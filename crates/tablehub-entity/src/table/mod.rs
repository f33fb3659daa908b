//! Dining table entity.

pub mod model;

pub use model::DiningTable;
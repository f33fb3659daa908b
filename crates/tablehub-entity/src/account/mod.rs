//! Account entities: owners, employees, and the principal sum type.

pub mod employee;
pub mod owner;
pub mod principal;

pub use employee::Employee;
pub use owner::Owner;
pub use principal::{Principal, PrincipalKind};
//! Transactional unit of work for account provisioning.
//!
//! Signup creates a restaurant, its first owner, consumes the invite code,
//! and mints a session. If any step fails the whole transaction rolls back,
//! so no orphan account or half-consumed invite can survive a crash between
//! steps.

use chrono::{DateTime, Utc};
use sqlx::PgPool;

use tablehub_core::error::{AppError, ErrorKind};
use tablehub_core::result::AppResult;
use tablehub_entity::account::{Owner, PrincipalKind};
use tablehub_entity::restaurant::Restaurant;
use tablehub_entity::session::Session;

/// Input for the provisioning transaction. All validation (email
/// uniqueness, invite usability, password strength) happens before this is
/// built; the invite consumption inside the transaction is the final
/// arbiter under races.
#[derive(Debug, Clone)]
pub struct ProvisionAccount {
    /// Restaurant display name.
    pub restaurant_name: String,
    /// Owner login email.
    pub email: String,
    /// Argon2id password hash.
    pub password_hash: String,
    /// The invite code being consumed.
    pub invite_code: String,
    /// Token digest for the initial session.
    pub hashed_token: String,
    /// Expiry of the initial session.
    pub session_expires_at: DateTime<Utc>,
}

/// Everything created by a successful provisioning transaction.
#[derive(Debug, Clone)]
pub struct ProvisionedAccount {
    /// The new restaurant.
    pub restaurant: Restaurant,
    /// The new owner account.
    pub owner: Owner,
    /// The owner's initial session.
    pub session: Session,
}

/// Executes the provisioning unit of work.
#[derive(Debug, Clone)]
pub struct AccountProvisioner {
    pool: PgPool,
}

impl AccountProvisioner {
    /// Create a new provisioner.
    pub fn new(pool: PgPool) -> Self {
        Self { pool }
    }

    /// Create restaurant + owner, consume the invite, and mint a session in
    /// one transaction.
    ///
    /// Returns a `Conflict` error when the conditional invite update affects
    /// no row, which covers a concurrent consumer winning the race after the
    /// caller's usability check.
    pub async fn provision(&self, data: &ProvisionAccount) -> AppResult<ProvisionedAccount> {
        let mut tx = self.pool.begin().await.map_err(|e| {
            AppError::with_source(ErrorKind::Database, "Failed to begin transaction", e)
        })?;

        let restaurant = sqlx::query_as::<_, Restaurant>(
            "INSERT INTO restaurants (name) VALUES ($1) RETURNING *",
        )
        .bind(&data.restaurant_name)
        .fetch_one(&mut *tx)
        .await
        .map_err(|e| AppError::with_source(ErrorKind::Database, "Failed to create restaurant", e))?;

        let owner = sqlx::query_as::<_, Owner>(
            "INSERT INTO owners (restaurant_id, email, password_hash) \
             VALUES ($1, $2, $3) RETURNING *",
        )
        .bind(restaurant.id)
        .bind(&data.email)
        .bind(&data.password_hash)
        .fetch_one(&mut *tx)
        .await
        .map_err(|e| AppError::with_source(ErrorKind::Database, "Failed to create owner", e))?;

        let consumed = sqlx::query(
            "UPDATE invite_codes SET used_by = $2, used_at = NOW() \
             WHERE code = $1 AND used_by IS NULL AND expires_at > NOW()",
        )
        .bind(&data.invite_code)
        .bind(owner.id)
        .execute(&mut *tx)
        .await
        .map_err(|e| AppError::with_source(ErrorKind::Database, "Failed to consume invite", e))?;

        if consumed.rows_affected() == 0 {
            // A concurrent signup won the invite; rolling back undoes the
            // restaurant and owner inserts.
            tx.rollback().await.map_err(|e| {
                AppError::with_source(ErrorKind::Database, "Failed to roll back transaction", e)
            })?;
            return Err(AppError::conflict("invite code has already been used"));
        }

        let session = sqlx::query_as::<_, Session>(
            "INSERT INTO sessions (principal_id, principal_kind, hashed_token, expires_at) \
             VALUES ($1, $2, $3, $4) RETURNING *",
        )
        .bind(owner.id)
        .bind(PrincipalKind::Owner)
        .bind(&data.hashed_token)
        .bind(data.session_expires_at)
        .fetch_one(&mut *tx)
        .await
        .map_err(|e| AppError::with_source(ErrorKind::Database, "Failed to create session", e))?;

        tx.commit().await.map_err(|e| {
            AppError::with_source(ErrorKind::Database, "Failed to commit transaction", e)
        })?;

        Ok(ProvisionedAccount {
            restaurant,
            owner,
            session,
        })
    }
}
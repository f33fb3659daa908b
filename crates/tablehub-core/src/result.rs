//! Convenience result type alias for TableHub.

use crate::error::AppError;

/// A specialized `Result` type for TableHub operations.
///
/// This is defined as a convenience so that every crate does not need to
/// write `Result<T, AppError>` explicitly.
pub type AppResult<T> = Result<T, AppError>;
....
Line for line, the material above should be repeated exactly.

filename crates/tablehub-entity/src/table/mod.rs
repository f33fb3659daa908b
//! Dining table entity.

pub mod model;

pub use model::DiningTable;
repository f33fb3659daa908b
filename crates/tablehub-entity/src/account/mod.rs
//! Account entities: owners, employees, and the principal sum type.

pub mod employee;
pub mod owner;
pub mod principal;

pub use employee::Employee;
pub use owner::Owner;
pub use principal::{Principal, PrincipalKind};
//! Transactional unit of work for account provisioning.
//!
//! Signup creates a restaurant, its first owner, consumes the invite code,
//! and mints a session. If any step fails the whole transaction rolls back,
//! so no orphan account or half-consumed invite can survive a crash between
//! steps.

use chrono::{DateTime, Utc};
use sqlx::PgPool;

use tablehub_core::error::{AppError, ErrorKind};
use tablehub_core::result::AppResult;
use tablehub_entity::account::{Owner, PrincipalKind};
use tablehub_entity::restaurant::Restaurant;
use tablehub_entity::session::Session;

/// Input for the provisioning transaction. All validation (email
/// uniqueness, invite usability, password strength) happens before this is
/// built; the invite consumption inside the transaction is the final
/// arbiter under races.
#[derive(Debug, Clone)]
pub struct ProvisionAccount {
    /// Restaurant display name.
    pub restaurant_name: String,
    /// Owner login email.
    pub email: String,
    /// Argon2id password hash.
    pub password_hash: String,
    /// The invite code being consumed.
    pub invite_code: String,
    /// Token digest for the initial session.
    pub hashed_token: String,
    /// Expiry of the initial session.
    pub session_expires_at: DateTime<Utc>,
}

/// Everything created by a successful provisioning transaction.
#[derive(Debug, Clone)]
pub struct ProvisionedAccount {
    /// The new restaurant.
    pub restaurant: Restaurant,
    /// The new owner account.
    pub owner: Owner,
    /// The owner's initial session.
    pub session: Session,
}

/// Executes the provisioning unit of work.
#[derive(Debug, Clone)]
pub struct AccountProvisioner {
    pool: PgPool,
}

impl AccountProvisioner {
    /// Create a new provisioner.
    pub fn new(pool: PgPool) -> Self {
        Self { pool }
    }

    /// Create restaurant + owner, consume the invite, and mint a session in
    /// one transaction.
    ///
    /// Returns a `Conflict` error when the conditional invite update affects
    /// no row, which covers a concurrent consumer winning the race after the
    /// caller's usability check.
    pub async fn provision(&self, data: &ProvisionAccount) -> AppResult<ProvisionedAccount> {
        let mut tx = self.pool.begin().await.map_err(|e| {
            AppError::with_source(ErrorKind::Database, "Failed to begin transaction", e)
        })?;

        let restaurant = sqlx::query_as::<_, Restaurant>(
            "INSERT INTO restaurants (name) VALUES ($1) RETURNING *",
        )
        .bind(&data.restaurant_name)
        .fetch_one(&mut *tx)
        .await
        .map_err(|e| AppError::with_source(ErrorKind::Database, "Failed to create restaurant", e))?;

        let owner = sqlx::query_as::<_, Owner>(
            "INSERT INTO owners (restaurant_id, email, password_hash) \
             VALUES ($1, $2, $3) RETURNING *",
        )
        .bind(restaurant.id)
        .bind(&data.email)
        .bind(&data.password_hash)
        .fetch_one(&mut *tx)
        .await
        .map_err(|e| AppError::with_source(ErrorKind::Database, "Failed to create owner", e))?;

        let consumed = sqlx::query(
            "UPDATE invite_codes SET used_by = $2, used_at = NOW() \
             WHERE code = $1 AND used_by IS NULL AND expires_at > NOW()",
        )
        .bind(&data.invite_code)
        .bind(owner.id)
        .execute(&mut *tx)
        .await
        .map_err(|e| AppError::with_source(ErrorKind::Database, "Failed to consume invite", e))?;

        if consumed.rows_affected() == 0 {
            // A concurrent signup won the invite; rolling back undoes the
            // restaurant and owner inserts.
            tx.rollback().await.map_err(|e| {
                AppError::with_source(ErrorKind::Database, "Failed to roll back transaction", e)
            })?;
            return Err(AppError::conflict("invite code has already been used"));
        }

        let session = sqlx::query_as::<_, Session>(
            "INSERT INTO sessions (principal_id, principal_kind, hashed_token, expires_at) \
             VALUES ($1, $2, $3, $4) RETURNING *",
        )
        .bind(owner.id)
        .bind(PrincipalKind::Owner)
        .bind(&data.hashed_token)
        .bind(data.session_expires_at)
        .fetch_one(&mut *tx)
        .await
        .map_err(|e| AppError::with_source(ErrorKind::Database, "Failed to create session", e))?;

        tx.commit().await.map_err(|e| {
            AppError::with_source(ErrorKind::Database, "Failed to commit transaction", e)
        })?;

        Ok(ProvisionedAccount {
            restaurant,
            owner,
            session,
        })
    }
}
repository f33fb3659daa908b
filename crates/tablehub-core/src/result.rs
//! Convenience result type alias for TableHub.

use crate::error::AppError;

/// A specialized `Result` type for TableHub operations.
///
/// This is defined as a convenience so that every crate does not need to
/// write `Result<T, AppError>` explicitly.
pub type AppResult<T> = Result<T, AppError>;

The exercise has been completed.